Ce souci de rapidité, de sécurisation et d’équité, nous avions voulu l’introduire dans une formulation différente du licenciement économique consécutif aux difficultés rencontrées par les entreprises.
Pour ce qui concerne la médecine du travail, nous aurions souhaité maintenir l’universalité de la visite d’aptitude à l’embauche, en désengorgeant un flux encombré par une majorité de visites liées à des contrats courts. On ne peut pas non plus se résigner à une diminution perpétuelle du nombre de médecins du travail, sans avoir fait auparavant les efforts nécessaires pour rendre ce métier plus accessible et plus attractif. Si nous n’allons pas dans cette direction, il faut alors envisager d’abandonner la médecine du travail ou de la privatiser ! Il faut fournir les efforts nécessaires et prévoir les moyens indispensables pour la maintenir.
Enfin, le travail détaché, qui est souvent dénigré, est aujourd’hui indispensable au développement de notre économie. Il est souhaitable qu’une nouvelle directive européenne encadre mieux les risques de dumping social, en particulier du point de vue des charges, et que les moyens de contrôle de la régularité de la situation des travailleurs détachés et de leurs employeurs soient renforcés. Même sur ce point, notre proposition d’étendre les sanctions à l’égard des entreprises ayant des pratiques frauduleuses n’a pas été retenue.
Dans ce projet de loi, l’apprentissage, essentiel à l’insertion des jeunes et à la préservation des savoir-faire, aurait dû trouver une place plus significative, comme l’avait proposé mon collègue rapporteur Michel Forissier.
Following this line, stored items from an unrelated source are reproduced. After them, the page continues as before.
use axum::{
    middleware,
    routing::{get, post},
    Router,
};
use std::sync::Arc;
use tower_http::{cors::CorsLayer, trace::TraceLayer};

use super::{handlers, middleware::metrics_middleware, renders};
use crate::state::AppState;

pub fn create_router(state: Arc<AppState>) -> Router {
    let api_routes = Router::new()
        // Health, config and metrics
        .route("/health", get(handlers::health))
        .route("/config", get(handlers::get_config))
        .route("/metrics", get(handlers::metrics))
        // Renders
        .route(
            "/renders",
            post(renders::create_render).get(renders::list_renders),
        )
        .route(
            "/renders/{id}",
            get(renders::get_render).delete(renders::cancel_render),
        )
        .with_state(state);

    Router::new()
        .nest("/api/v1", api_routes)
        .layer(middleware::from_fn(metrics_middleware))
        .layer(CorsLayer::permissive())
        .layer(TraceLayer::new_for_http())
}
L’essence de notre texte reposait au final, malgré les critiques qui en ont été faites, sur un équilibre entre la recherche de la performance des entreprises et l’aspiration légitime des salariés à disposer d’une formation, d’un emploi, et à mieux bénéficier des résultats financiers dans le cadre de l’amélioration des dispositifs d’intéressement que nous avions proposés, en particulier dans les PME et TPE.
Face à ce texte, nous ne pouvons aujourd’hui formuler que des regrets, ceux du temps perdu, des contradictions et de la complexité, bien éloignés de la démarche révolutionnaire qu’avait claironnée en son temps le Premier ministre.
Inévitablement, ce sujet sera remis en discussion, peut-être dès cette année, et nous aurons déjà les uns et les autres l’expérience de réflexions et d’échanges très argumentés.
Mais le débat de ce jour n’est pas le nôtre, car il oppose toujours – calendrier électoral oblige – la gauche de la gauche aux socialistes, les frondeurs au Gouvernement, et la France insoumise à la France du surplace. C’est la raison pour laquelle, dans sa grande majorité, mon groupe ne prendra pas part au vote.